A Assembleia Nacional de Cuba aprovou um conjunto de reformas que abriria o sistema cubano ao investimento privado e à participação de bancos privados no sistema financeiro da ilha. A medida foi tomada após o governo Trump ter imposto sanções à empresa estatal de petróleo cubana, a Unión Cuba-Petróleo (CUPET).
Cuba aprova 176 reformas históricas para abrir sua economia a bancos privados e ao setor imobiliário

Pontos principais
- A Assembleia Nacional aprovou 176 reformas na quinta-feira, abrindo Cuba ao investimento privado.
- De acordo com as novas regras, Cuba permite empresas privadas com mais de 100 funcionários e investimentos no mercado imobiliário privado.
- As sanções de Trump forçaram Díaz-Canel a implementar reformas para salvar a economia da ilha, que está em colapso.
Cuba dá marcha à ré no socialismo com novas reformas econômicas
Cuba, um dos últimos bastiões do comunismo ainda presentes no mundo, está agora realizando mudanças para dinamizar sua economia, que foi afetada pela recente pressão dos EUA.

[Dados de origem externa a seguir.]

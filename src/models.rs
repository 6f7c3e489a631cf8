//! Data models for the datalogger pipeline.
//!
//! `Reading` is the normalized in-memory row; `RawRecord` and
//! `AggregateRecord` are the two response shapes produced by the engine.

use std::fmt;

use chrono::{DateTime, NaiveDate, NaiveDateTime, Utc};
use serde::{Deserialize, Serialize};
use uuid::Uuid;

// ---

/// Canonical device identifier.
///
/// Always held as a trimmed string so that `1`, `"1"` and `" 1 "` compare
/// equal without coercing at each comparison site.
#[derive(Debug, Clone, PartialEq, Eq, Hash, PartialOrd, Ord)]
pub struct DeviceId(String);

impl DeviceId {
    // ---
    pub fn new(raw: impl AsRef<str>) -> Self {
        DeviceId(raw.as_ref().trim().to_string())
    }

    pub fn as_str(&self) -> &str {
        &self.0
    }

    pub fn is_empty(&self) -> bool {
        self.0.is_empty()
    }
}

impl From<&str> for DeviceId {
    fn from(raw: &str) -> Self {
        DeviceId::new(raw)
    }
}

impl From<u64> for DeviceId {
    fn from(raw: u64) -> Self {
        DeviceId(raw.to_string())
    }
}

impl fmt::Display for DeviceId {
    fn fmt(&self, f: &mut fmt::Formatter<'_>) -> fmt::Result {
        f.write_str(&self.0)
    }
}

/// The three measured quantities, in their fixed output order.
#[derive(Debug, Clone, Copy, PartialEq, Eq, Hash, Serialize, Deserialize)]
pub enum Metric {
    // ---
    #[serde(rename = "precip")]
    Precipitation,
    #[serde(rename = "temp")]
    Temperature,
    #[serde(rename = "hum")]
    Humidity,
}

impl Metric {
    // ---
    /// Output order shared by the raw and aggregate projections.
    pub const ALL: [Metric; 3] = [Metric::Precipitation, Metric::Temperature, Metric::Humidity];

    /// Position in [`Metric::ALL`].
    pub fn index(self) -> usize {
        match self {
            Metric::Precipitation => 0,
            Metric::Temperature => 1,
            Metric::Humidity => 2,
        }
    }
}

/// One normalized sensor sample.
#[derive(Debug, Clone, PartialEq)]
pub struct Reading {
    // ---
    /// Storage key only; never consulted by queries.
    pub id: Uuid,
    pub device_id: DeviceId,
    pub timestamp: DateTime<Utc>,
    pub precipitation: Option<f64>,
    pub temperature: Option<f64>,
    pub humidity: Option<f64>,
}

impl Reading {
    // ---
    /// Build a reading, folding NaN and infinite metric values into "absent".
    pub fn new(
        id: Uuid,
        device_id: DeviceId,
        timestamp: DateTime<Utc>,
        precipitation: Option<f64>,
        temperature: Option<f64>,
        humidity: Option<f64>,
    ) -> Self {
        // ---
        Reading {
            id,
            device_id,
            timestamp,
            precipitation: present(precipitation),
            temperature: present(temperature),
            humidity: present(humidity),
        }
    }

    pub fn value(&self, metric: Metric) -> Option<f64> {
        match metric {
            Metric::Precipitation => self.precipitation,
            Metric::Temperature => self.temperature,
            Metric::Humidity => self.humidity,
        }
    }
}

fn present(value: Option<f64>) -> Option<f64> {
    value.filter(|v| v.is_finite())
}

/// Unaggregated output row: one per metric per reading.
#[derive(Debug, Clone, PartialEq, Serialize, Deserialize)]
pub struct RawRecord {
    // ---
    pub label: Metric,
    pub measured_at: DateTime<Utc>,
    pub value: Option<f64>,
}

/// Aggregated output row: one per metric per non-empty bucket.
#[derive(Debug, Clone, PartialEq, Serialize, Deserialize)]
pub struct AggregateRecord {
    // ---
    pub label: Metric,
    /// Start of the bucket.
    pub time_slot: DateTime<Utc>,
    pub value: f64,
}

/// One measurement object as published by the remote feed.
///
/// Missing and `null` fields both deserialize to `None`.
#[derive(Debug, Default, Clone, PartialEq, Deserialize)]
pub struct RawMeasurement {
    // ---
    #[serde(default)]
    pub precip: Option<f64>,
    #[serde(default)]
    pub temp: Option<f64>,
    #[serde(default)]
    pub hum: Option<f64>,
}

impl RawMeasurement {
    // ---
    pub fn to_reading(&self, device_id: DeviceId, timestamp: DateTime<Utc>) -> Reading {
        Reading::new(
            Uuid::new_v4(),
            device_id,
            timestamp,
            self.precip,
            self.temp,
            self.hum,
        )
    }
}

/// Parse an ISO 8601 instant.
///
/// Accepts RFC 3339 with an offset, a naive date-time (`T` or space
/// separated, optional fraction) taken as UTC, or a bare date at midnight UTC.
pub fn parse_instant(raw: &str) -> Option<DateTime<Utc>> {
    // ---
    let raw = raw.trim();

    if let Ok(dt) = DateTime::parse_from_rfc3339(raw) {
        return Some(dt.with_timezone(&Utc));
    }

    for fmt in ["%Y-%m-%dT%H:%M:%S%.f", "%Y-%m-%d %H:%M:%S%.f"] {
        if let Ok(naive) = NaiveDateTime::parse_from_str(raw, fmt) {
            return Some(naive.and_utc());
        }
    }

    NaiveDate::parse_from_str(raw, "%Y-%m-%d")
        .ok()
        .and_then(|d| d.and_hms_opt(0, 0, 0))
        .map(|naive| naive.and_utc())
}

/// Parse an ingestion key: an ISO 8601 instant or integer epoch milliseconds.
pub fn parse_feed_timestamp(raw: &str) -> Option<DateTime<Utc>> {
    // ---
    if let Ok(millis) = raw.trim().parse::<i64>() {
        return DateTime::from_timestamp_millis(millis);
    }
    parse_instant(raw)
}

Na quinta-feira, a Assembleia Nacional de Cuba aprovou um conjunto de 176 reformas para descentralizar a economia cubana, que tradicionalmente tem sido dirigida pelo Estado, e abrir vários setores, incluindo o financeiro, ao capital privado.

As mudanças permitiriam a entrada de investimentos privados no setor imobiliário da ilha, possibilitando que o Estado vendesse parte de suas propriedades a pessoas físicas e jurídicas nacionais e estrangeiras, revertendo a exclusividade da propriedade estatal característica do modelo comunista.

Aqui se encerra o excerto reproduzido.